> _Saved data entries_

· · · · · · ·

//! Cursor movement and the character write path
//!
//! Every visible update funnels through [`Terminal::print_character`],
//! which implements the two-phase deferred wrap used by the VT family:
//! a character written in the right-margin cell does not move the
//! cursor, it arms a flag, and the wrap happens when the next printable
//! arrives. Any explicit cursor movement disarms the flag.

use super::Terminal;

impl Terminal {
    /// Move up `n` rows. With `honor` set the cursor clamps at the top of
    /// the scrolling region instead of the screen edge; it never scrolls.
    pub fn cursor_up(&mut self, n: usize, honor: bool) {
        if n == 0 {
            return;
        }
        self.wrap_pending = false;
        let limit = if honor && self.cursor_y >= self.scroll_top {
            self.scroll_top
        } else {
            0
        };
        self.cursor_y = self.cursor_y.saturating_sub(n).max(limit);
        self.mark_dirty();
    }

    /// Move down `n` rows, creating lines past the current tail
    pub fn cursor_down(&mut self, n: usize, honor: bool) {
        if n == 0 {
            return;
        }
        self.wrap_pending = false;
        let limit = if honor && self.cursor_y <= self.scroll_bottom {
            self.scroll_bottom
        } else {
            self.visible_rows() - 1
        };
        self.cursor_y = (self.cursor_y + n).min(limit);
        self.ensure_row(self.cursor_y);
        self.mark_dirty();
    }

    pub fn cursor_left(&mut self, n: usize, _honor: bool) {
        if n == 0 {
            return;
        }
        self.wrap_pending = false;
        self.cursor_x = self.cursor_x.saturating_sub(n);
        self.mark_dirty();
    }

    /// Move right `n` columns, padding the line with spaces in the
    /// current attribute over any cells the cursor travels past.
    pub fn cursor_right(&mut self, n: usize, _honor: bool) {
        if n == 0 {
            return;
        }
        self.wrap_pending = false;
        let margin = self.effective_right_margin();
        self.cursor_x = (self.cursor_x + n).min(margin);
        let x = self.cursor_x;
        let attr = self.attr;
        self.current_line().pad_to(x, attr);
        self.mark_dirty();
    }

    /// Absolute placement. With origin mode on, `row` is relative to the
    /// scrolling region top and confined to the region.
    pub fn cursor_position(&mut self, row: usize, col: usize) {
        self.wrap_pending = false;
        let row = if self.origin_mode {
            (self.scroll_top + row).min(self.scroll_bottom)
        } else {
            row.min(self.visible_rows() - 1)
        };
        self.cursor_y = row;
        self.ensure_row(row);
        self.cursor_x = col.min(self.effective_right_margin());
        self.mark_dirty();
    }

    pub fn carriage_return(&mut self) {
        self.cursor_x = 0;
        self.wrap_pending = false;
        if self.line_feed_on_cr {
            self.linefeed(false);
        }
        self.mark_dirty();
    }

    /// Advance one row, honoring the scrolling region. At the bottom of a
    /// full-screen region a new tail line is appended so the old top
    /// enters history; at the bottom of a sub-region the region scrolls
    /// up in place.
    pub fn linefeed(&mut self, new_line_mode: bool) {
        self.wrap_pending = false;
        if self.cursor_y < self.scroll_bottom {
            self.cursor_y += 1;
            self.ensure_row(self.cursor_y);
        } else if self.scroll_top == 0 && self.scroll_bottom == self.visible_rows() - 1 {
            let old_top = self.row_index(0);
            let debug_attr = self.debug_fill_attr();
            self.sb
                .append(super::scrollback::blank_line(self.width, debug_attr));
            if old_top < self.sb.len() {
                self.sb.line_mut(old_top).dirty = true;
            }
        } else {
            self.scroll_region_up(self.scroll_top, self.scroll_bottom, 1);
        }
        if new_line_mode {
            self.cursor_x = 0;
        }
        self.mark_dirty();
    }

    /// Clear the screen region and home the cursor
    pub fn formfeed(&mut self) {
        self.wrap_pending = false;
        let bottom = self.visible_rows() - 1;
        let right = self.right_margin;
        self.erase_screen(0, 0, bottom, right, false);
        self.cursor_x = 0;
        self.cursor_y = 0;
        self.mark_dirty();
    }

    /// Backspace: one cell left, clamped at the left margin
    pub fn backspace(&mut self) {
        self.cursor_left(1, true);
    }

    /// Advance to the next multiple-of-eight column, clamped at the
    /// margin. Variants that own a real tab-stop list compute their own
    /// target and use [`Terminal::cursor_right`] instead.
    pub fn tab_advance_fixed(&mut self) {
        let margin = self.effective_right_margin();
        let next = ((self.cursor_x / 8) + 1) * 8;
        let n = next.min(margin).saturating_sub(self.cursor_x);
        self.cursor_right(n, false);
    }

    /// Write one displayable code point at the cursor, applying insert
    /// mode and the auto-wrap rule.
    pub fn print_character(&mut self, ch: char) {
        let ch = if ch == '\0' {
            if !self.display_null {
                return;
            }
            ' '
        } else {
            ch
        };

        let margin = self.effective_right_margin();
        if self.cursor_x > margin {
            // Margin shrank underneath us (double-width tag); clamp.
            self.cursor_x = margin;
            self.wrap_pending = false;
        }

        if self.insert_mode && self.cursor_x < margin {
            let x = self.cursor_x;
            let attr = self.attr;
            self.current_line().insert_blank(x, attr);
        }

        if self.cursor_x < margin {
            self.put_at_cursor(ch);
            self.cursor_x += 1;
            self.wrap_pending = false;
        } else if self.auto_wrap && self.emulation.is_vt_family() {
            if !self.wrap_pending {
                self.put_at_cursor(ch);
                self.wrap_pending = true;
            } else {
                self.wrap_pending = false;
                self.linefeed(false);
                self.cursor_x = 0;
                self.put_at_cursor(ch);
                self.cursor_x = 1;
            }
        } else if self.auto_wrap {
            self.put_at_cursor(ch);
            self.linefeed(false);
            self.cursor_x = 0;
        } else {
            self.put_at_cursor(ch);
        }
        self.mark_dirty();
    }

    fn put_at_cursor(&mut self, ch: char) {
        let (x, attr) = (self.cursor_x, self.attr);
        self.current_line().put(x, ch, attr);
    }
}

· · · · · · ·

> _YOUR TASK_
None of the lines above may be skipped. Transcribe each one exactly.

> _SOLUTION FOR THIS EXERCISE_
//! Cursor movement and the character write path
//!
//! Every visible update funnels through [`Terminal::print_character`],
//! which implements the two-phase deferred wrap used by the VT family:
//! a character written in the right-margin cell does not move the
//! cursor, it arms a flag, and the wrap happens when the next printable
//! arrives. Any explicit cursor movement disarms the flag.

use super::Terminal;

impl Terminal {
    /// Move up `n` rows. With `honor` set the cursor clamps at the top of
    /// the scrolling region instead of the screen edge; it never scrolls.
    pub fn cursor_up(&mut self, n: usize, honor: bool) {
        if n == 0 {
            return;
        }
        self.wrap_pending = false;
        let limit = if honor && self.cursor_y >= self.scroll_top {
            self.scroll_top
        } else {
            0
        };
        self.cursor_y = self.cursor_y.saturating_sub(n).max(limit);
        self.mark_dirty();
    }

    /// Move down `n` rows, creating lines past the current tail
    pub fn cursor_down(&mut self, n: usize, honor: bool) {
        if n == 0 {
            return;
        }
        self.wrap_pending = false;
        let limit = if honor && self.cursor_y <= self.scroll_bottom {
            self.scroll_bottom
        } else {
            self.visible_rows() - 1
        };
        self.cursor_y = (self.cursor_y + n).min(limit);
        self.ensure_row(self.cursor_y);
        self.mark_dirty();
    }

    pub fn cursor_left(&mut self, n: usize, _honor: bool) {
        if n == 0 {
            return;
        }
        self.wrap_pending = false;
        self.cursor_x = self.cursor_x.saturating_sub(n);
        self.mark_dirty();
    }

    /// Move right `n` columns, padding the line with spaces in the
    /// current attribute over any cells the cursor travels past.
    pub fn cursor_right(&mut self, n: usize, _honor: bool) {
        if n == 0 {
            return;
        }
        self.wrap_pending = false;
        let margin = self.effective_right_margin();
        self.cursor_x = (self.cursor_x + n).min(margin);
        let x = self.cursor_x;
        let attr = self.attr;
        self.current_line().pad_to(x, attr);
        self.mark_dirty();
    }

    /// Absolute placement. With origin mode on, `row` is relative to the
    /// scrolling region top and confined to the region.
    pub fn cursor_position(&mut self, row: usize, col: usize) {
        self.wrap_pending = false;
        let row = if self.origin_mode {
            (self.scroll_top + row).min(self.scroll_bottom)
        } else {
            row.min(self.visible_rows() - 1)
        };
        self.cursor_y = row;
        self.ensure_row(row);
        self.cursor_x = col.min(self.effective_right_margin());
        self.mark_dirty();
    }

    pub fn carriage_return(&mut self) {
        self.cursor_x = 0;
        self.wrap_pending = false;
        if self.line_feed_on_cr {
            self.linefeed(false);
        }
        self.mark_dirty();
    }

    /// Advance one row, honoring the scrolling region. At the bottom of a
    /// full-screen region a new tail line is appended so the old top
    /// enters history; at the bottom of a sub-region the region scrolls
    /// up in place.
    pub fn linefeed(&mut self, new_line_mode: bool) {
        self.wrap_pending = false;
        if self.cursor_y < self.scroll_bottom {
            self.cursor_y += 1;
            self.ensure_row(self.cursor_y);
        } else if self.scroll_top == 0 && self.scroll_bottom == self.visible_rows() - 1 {
            let old_top = self.row_index(0);
            let debug_attr = self.debug_fill_attr();
            self.sb
                .append(super::scrollback::blank_line(self.width, debug_attr));
            if old_top < self.sb.len() {
                self.sb.line_mut(old_top).dirty = true;
            }
        } else {
            self.scroll_region_up(self.scroll_top, self.scroll_bottom, 1);
        }
        if new_line_mode {
            self.cursor_x = 0;
        }
        self.mark_dirty();
    }

    /// Clear the screen region and home the cursor
    pub fn formfeed(&mut self) {
        self.wrap_pending = false;
        let bottom = self.visible_rows() - 1;
        let right = self.right_margin;
        self.erase_screen(0, 0, bottom, right, false);
        self.cursor_x = 0;
        self.cursor_y = 0;
        self.mark_dirty();
    }

    /// Backspace: one cell left, clamped at the left margin
    pub fn backspace(&mut self) {
        self.cursor_left(1, true);
    }

    /// Advance to the next multiple-of-eight column, clamped at the
    /// margin. Variants that own a real tab-stop list compute their own
    /// target and use [`Terminal::cursor_right`] instead.
    pub fn tab_advance_fixed(&mut self) {
        let margin = self.effective_right_margin();
        let next = ((self.cursor_x / 8) + 1) * 8;
        let n = next.min(margin).saturating_sub(self.cursor_x);
        self.cursor_right(n, false);
    }

    /// Write one displayable code point at the cursor, applying insert
    /// mode and the auto-wrap rule.
    pub fn print_character(&mut self, ch: char) {
        let ch = if ch == '\0' {
            if !self.display_null {
                return;
            }
            ' '
        } else {
            ch
        };

        let margin = self.effective_right_margin();
        if self.cursor_x > margin {
            // Margin shrank underneath us (double-width tag); clamp.
            self.cursor_x = margin;
            self.wrap_pending = false;
        }

        if self.insert_mode && self.cursor_x < margin {
            let x = self.cursor_x;
            let attr = self.attr;
            self.current_line().insert_blank(x, attr);
        }

        if self.cursor_x < margin {
            self.put_at_cursor(ch);
            self.cursor_x += 1;
            self.wrap_pending = false;
        } else if self.auto_wrap && self.emulation.is_vt_family() {
            if !self.wrap_pending {
                self.put_at_cursor(ch);
                self.wrap_pending = true;
            } else {
                self.wrap_pending = false;
                self.linefeed(false);
                self.cursor_x = 0;
                self.put_at_cursor(ch);
                self.cursor_x = 1;
            }
        } else if self.auto_wrap {
            self.put_at_cursor(ch);
            self.linefeed(false);
            self.cursor_x = 0;
        } else {
            self.put_at_cursor(ch);
        }
        self.mark_dirty();
    }

    fn put_at_cursor(&mut self, ch: char) {
        let (x, attr) = (self.cursor_x, self.attr);
        self.current_line().put(x, ch, attr);
    }
}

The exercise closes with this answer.